После внушительного морского парада, в котором участвовали и иностранные военные корабли, под залпы салюта на высшей точке крепости был поднят российский флаг. Затем состоялись большие приемы в адмиралтействе и в просторных, специально для этой цели сооруженных павильонах. Вечерами город и бухта сияли иллюминацией из несчетных китайских фонариков, на воде плавали освещенные и украшенные флагами всех наций шлюпки, музыка разносилась над волнами.

Для нас — лиц, сопровождавших барона Корфа и выступавших в роли хозяев, — время это было интересное, но весьма изнурительное, ведь помимо служебных обязанностей нам приходилось выполнять еще и светские. Каждый вечер шли балы либо в морском клубе, либо на иностранных кораблях, причем каждая нация старалась в наилучшем свете показать всю свою неповторимость.
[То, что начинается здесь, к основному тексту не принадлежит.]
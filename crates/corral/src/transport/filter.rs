// SPDX-License-Identifier: BUSL-1.1
// Copyright (c) 2026 Alfred Jean LLC

//! Terminal response filtering for subscriber input.
//!
//! Terminal emulators on the viewer side auto-generate terminal-to-host
//! response sequences (device attributes, status reports).  Forwarded
//! verbatim they register as phantom keystrokes in the child, so they are
//! stripped before input reaches the PTY.  Cursor Position Reports are
//! special-cased: Claude Code consumes them but floods without a debounce,
//! so they are extracted for last-wins delivery on claude sessions and
//! passed through unchanged for everything else.

use regex::bytes::Regex;

/// Input data after scrubbing, with any extracted CPR sequences.
#[derive(Debug, PartialEq, Eq)]
pub struct Scrubbed {
    pub data: Vec<u8>,
    pub cprs: Vec<Vec<u8>>,
}

/// Compiled matchers for the auto-generated response sequences.
pub struct ResponseFilter {
    device_attrs: Regex,
    device_attrs_secondary: Regex,
    mode_report: Regex,
    status_report: Regex,
    cursor_report: Regex,
}

impl ResponseFilter {
    pub fn new() -> anyhow::Result<Self> {
        Ok(Self {
            // Primary and secondary Device Attributes: ESC [ ? ... c / ESC [ > ... c
            device_attrs: Regex::new(r"\x1b\[\?[0-9;]*c")?,
            device_attrs_secondary: Regex::new(r"\x1b\[>[0-9;]*c")?,
            // Mode Status Report: ESC [ ? Pm ; Ps $ y
            mode_report: Regex::new(r"\x1b\[\?[0-9]+;[0-9]+\$y")?,
            // Device Status Report replies: ESC [ 0 n / ESC [ 3 n
            status_report: Regex::new(r"\x1b\[[03]n")?,
            // Cursor Position Report: ESC [ row ; col R
            cursor_report: Regex::new(r"\x1b\[[0-9]+;[0-9]+R")?,
        })
    }

    /// Strip response sequences from one input payload.
    ///
    /// With `extract_cpr`, cursor position reports are removed from `data`
    /// and returned separately for debounced delivery; otherwise they stay
    /// in the stream untouched.
    pub fn scrub(&self, data: &[u8], extract_cpr: bool) -> Scrubbed {
        let pass1 = self.device_attrs.replace_all(data, &b""[..]);
        let pass2 = self.device_attrs_secondary.replace_all(&pass1, &b""[..]);
        let pass3 = self.mode_report.replace_all(&pass2, &b""[..]);
        let pass4 = self.status_report.replace_all(&pass3, &b""[..]);

        if !extract_cpr {
            return Scrubbed {
                data: pass4.into_owned(),
                cprs: Vec::new(),
            };
        }

        let cprs: Vec<Vec<u8>> = self
            .cursor_report
            .find_iter(&pass4)
            .map(|m| m.as_bytes().to_vec())
            .collect();
        let data = self.cursor_report.replace_all(&pass4, &b""[..]).into_owned();
        Scrubbed { data, cprs }
    }
}

#[cfg(test)]
#[path = "filter_tests.rs"]
mod tests;
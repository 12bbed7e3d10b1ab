// SPDX-License-Identifier: BUSL-1.1
// Copyright (c) 2026 Alfred Jean LLC

//! Shared test infrastructure: scripted backends, stub verifiers, and
//! builders with fast timings.

use std::future::Future;
use std::net::SocketAddr;
use std::pin::Pin;
use std::sync::Arc;
use std::time::Duration;

use bytes::Bytes;
use tokio::sync::{mpsc, oneshot};
use tokio::task::JoinHandle;

use crate::approve::{Verifier, VerifierDecision};
use crate::config::CoreConfig;
use crate::detect::DetectionStrategy;
use crate::pty::{Backend, ExitStatus};
use crate::session::SessionSpec;
use crate::supervisor::Supervisor;
use crate::transport::{build_router, AppState};

/// One timed output emission; `delay` is relative to the previous step.
#[derive(Debug, Clone)]
pub struct ScriptStep {
    pub delay: Duration,
    pub bytes: Bytes,
}

/// Fake backend that plays a timed output script and mirrors every input
/// write to the test, optionally echoing a canned reaction chunk.
pub struct ScriptedBackend {
    script: Vec<ScriptStep>,
    echo_on_input: Option<Bytes>,
    inputs_tx: mpsc::UnboundedSender<Bytes>,
    exit_rx: Option<oneshot::Receiver<ExitStatus>>,
}

impl ScriptedBackend {
    /// Create a backend plus the receiver observing the child's input.
    pub fn new() -> (Self, mpsc::UnboundedReceiver<Bytes>) {
        let (inputs_tx, inputs_rx) = mpsc::unbounded_channel();
        (
            Self {
                script: Vec::new(),
                echo_on_input: None,
                inputs_tx,
                exit_rx: None,
            },
            inputs_rx,
        )
    }

    /// Append a timed output emission.
    pub fn step(mut self, delay: Duration, bytes: impl Into<Bytes>) -> Self {
        self.script.push(ScriptStep {
            delay,
            bytes: bytes.into(),
        });
        self
    }

    /// Emit this chunk whenever input arrives (a child reacting to a key).
    pub fn echo_on_input(mut self, bytes: &'static [u8]) -> Self {
        self.echo_on_input = Some(Bytes::from_static(bytes));
        self
    }

    /// Wire an exit trigger the test can fire to simulate the child dying.
    pub fn exit_trigger(mut self) -> (Self, oneshot::Sender<ExitStatus>) {
        let (tx, rx) = oneshot::channel();
        self.exit_rx = Some(rx);
        (self, tx)
    }
}

impl Backend for ScriptedBackend {
    fn run(
        &mut self,
        output_tx: mpsc::Sender<Bytes>,
        mut input_rx: mpsc::Receiver<Bytes>,
        mut resize_rx: mpsc::Receiver<(u16, u16)>,
    ) -> Pin<Box<dyn Future<Output = anyhow::Result<ExitStatus>> + Send + '_>> {
        let script = std::mem::take(&mut self.script);
        let echo = self.echo_on_input.clone();
        let inputs = self.inputs_tx.clone();
        let mut exit_rx = self.exit_rx.take();

        Box::pin(async move {
            let mut idx = 0;
            let mut next_at = script
                .first()
                .map(|step| tokio::time::Instant::now() + step.delay);
            let mut input_open = true;
            let mut resize_open = true;

            loop {
                // Input EOF after the script finishes means the child is done.
                if !input_open && next_at.is_none() && exit_rx.is_none() {
                    return Ok(ExitStatus {
                        code: Some(0),
                        signal: None,
                    });
                }

                tokio::select! {
                    _ = async {
                        match next_at {
                            Some(at) => tokio::time::sleep_until(at).await,
                            None => std::future::pending().await,
                        }
                    }, if next_at.is_some() => {
                        let _ = output_tx.send(script[idx].bytes.clone()).await;
                        idx += 1;
                        next_at = script
                            .get(idx)
                            .map(|step| tokio::time::Instant::now() + step.delay);
                    }
                    input = input_rx.recv(), if input_open => {
                        match input {
                            Some(data) => {
                                let _ = inputs.send(data);
                                if let Some(ref echo) = echo {
                                    let _ = output_tx.send(echo.clone()).await;
                                }
                            }
                            None => input_open = false,
                        }
                    }
                    dims = resize_rx.recv(), if resize_open => {
                        if dims.is_none() {
                            resize_open = false;
                        }
                    }
                    status = async {
                        match exit_rx.as_mut() {
                            Some(rx) => rx.await,
                            None => std::future::pending().await,
                        }
                    }, if exit_rx.is_some() => {
                        return Ok(status.unwrap_or(ExitStatus {
                            code: Some(0),
                            signal: None,
                        }));
                    }
                }
            }
        })
    }

    fn child_pid(&self) -> Option<u32> {
        None
    }
}

/// Verifier returning a fixed decision after an optional delay.
pub struct StubVerifier {
    pub needs_permission: bool,
    pub delay: Duration,
}

impl StubVerifier {
    pub fn safe() -> Arc<Self> {
        Arc::new(Self {
            needs_permission: false,
            delay: Duration::ZERO,
        })
    }

    pub fn needs_human() -> Arc<Self> {
        Arc::new(Self {
            needs_permission: true,
            delay: Duration::ZERO,
        })
    }

    pub fn slow(needs_permission: bool, delay: Duration) -> Arc<Self> {
        Arc::new(Self {
            needs_permission,
            delay,
        })
    }
}

impl Verifier for StubVerifier {
    fn verify<'a>(
        &'a self,
        _text: &'a str,
    ) -> Pin<Box<dyn Future<Output = anyhow::Result<VerifierDecision>> + Send + 'a>> {
        Box::pin(async move {
            if self.delay > Duration::ZERO {
                tokio::time::sleep(self.delay).await;
            }
            Ok(VerifierDecision {
                needs_permission: self.needs_permission,
                reason: None,
            })
        })
    }
}

/// Core config with timings fast enough for tests.
pub fn fast_config(auto_approve: bool) -> CoreConfig {
    CoreConfig {
        sample: Duration::from_millis(10),
        dwell: Duration::from_millis(50),
        history_cap: 64 * 1024,
        stop_grace: Duration::from_millis(300),
        auto_approve,
        verifier_timeout: Duration::from_secs(5),
    }
}

/// Supervisor with fast timings and the given verifier.
pub fn test_supervisor(auto_approve: bool, verifier: Arc<dyn Verifier>) -> Arc<Supervisor> {
    Supervisor::new(fast_config(auto_approve), verifier)
}

/// Session spec pointing at the temp dir, for scripted backends.
pub fn fake_spec(strategy: DetectionStrategy) -> SessionSpec {
    SessionSpec {
        worktree_path: std::env::temp_dir(),
        command: "scripted".to_owned(),
        args: Vec::new(),
        detection_strategy: strategy,
        name: None,
        agent_id: None,
        hooks: Default::default(),
    }
}

/// Standalone session with no backend or tasks behind it, for unit tests
/// that poke the terminal and state record directly.
///
/// Returns the receivers for the input and resize channels so tests can
/// observe what would reach the child.
pub fn bare_session(
    id: &str,
    hooks: crate::hooks::HookSet,
) -> (
    Arc<crate::session::Session>,
    mpsc::Receiver<Bytes>,
    mpsc::Receiver<(u16, u16)>,
) {
    use crate::history::ChunkRing;
    use crate::screen::Screen;
    use crate::session::{Session, StateRecord, Terminal};

    let (input_tx, input_rx) = mpsc::channel(64);
    let (resize_tx, resize_rx) = mpsc::channel(4);
    let session = Arc::new(Session {
        id: id.to_owned(),
        name: None,
        worktree_path: std::env::temp_dir(),
        agent_id: None,
        strategy: DetectionStrategy::Generic,
        command: "scripted".to_owned(),
        args: Vec::new(),
        branch: None,
        created_at_ms: 0,
        hooks,
        terminal: tokio::sync::RwLock::new(Terminal {
            screen: Screen::new(80, 24),
            history: ChunkRing::new(64 * 1024),
        }),
        state: tokio::sync::Mutex::new(StateRecord::default()),
        is_active: std::sync::atomic::AtomicBool::new(false),
        child_pid: std::sync::atomic::AtomicU32::new(0),
        exit_status: tokio::sync::RwLock::new(None),
        input_tx,
        resize_tx,
        cancel: tokio_util::sync::CancellationToken::new(),
    });
    (session, input_rx, resize_rx)
}

/// Serve the router on an ephemeral port for transport tests.
pub async fn spawn_http_server(
    state: Arc<AppState>,
) -> anyhow::Result<(SocketAddr, JoinHandle<()>)> {
    let listener = tokio::net::TcpListener::bind("127.0.0.1:0").await?;
    let addr = listener.local_addr()?;
    let router = build_router(state);
    let handle = tokio::spawn(async move {
        let _ = axum::serve(listener, router).await;
    });
    Ok((addr, handle))
}

/// Poll a condition until it holds or the deadline passes.
pub async fn wait_for<F, Fut>(deadline: Duration, mut condition: F) -> bool
where
    F: FnMut() -> Fut,
    Fut: Future<Output = bool>,
{
    let end = tokio::time::Instant::now() + deadline;
    while tokio::time::Instant::now() < end {
        if condition().await {
            return true;
        }
        tokio::time::sleep(Duration::from_millis(5)).await;
    }
    false
}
Мне посчастливилось встретить двух старых друзей по университету. Один был известный ученый д-р Бунге{66}, по прозвищу Мужичок, который как корабельный врач только что прибыл во Владивосток с Северного Ледовитого океана; второй — дерптский однокашник, племянник доктора, Фриц Бунге, занимавший во Владивостоке пост судебного следователя. По моей рекомендации барон Корф перевел его на Сахалин, на недавно освободившееся место товарища прокурора. Там он и оставался до самой смерти, дослужившись сначала до вице-губернатора, а позднее и до губернатора острова. Невзирая на светские и служебные нагрузки, я провел с моими милыми друзьями не один приятный ночной час в великолепном французском ресторане Менара.

На островах во владивостокской бухте, богатых косулями и фазанами, устраивались для иностранных гостей охоты.

Когда дней через пять большая суматоха улеглась, мы еще на неделю задержались во Владивостоке, где барон Корф осматривал новые крепостные сооружения. Нас он на это время от службы освободил, и мы могли развлечься по своему усмотрению. Я провел эти каникулы в приятном обществе старых друзей.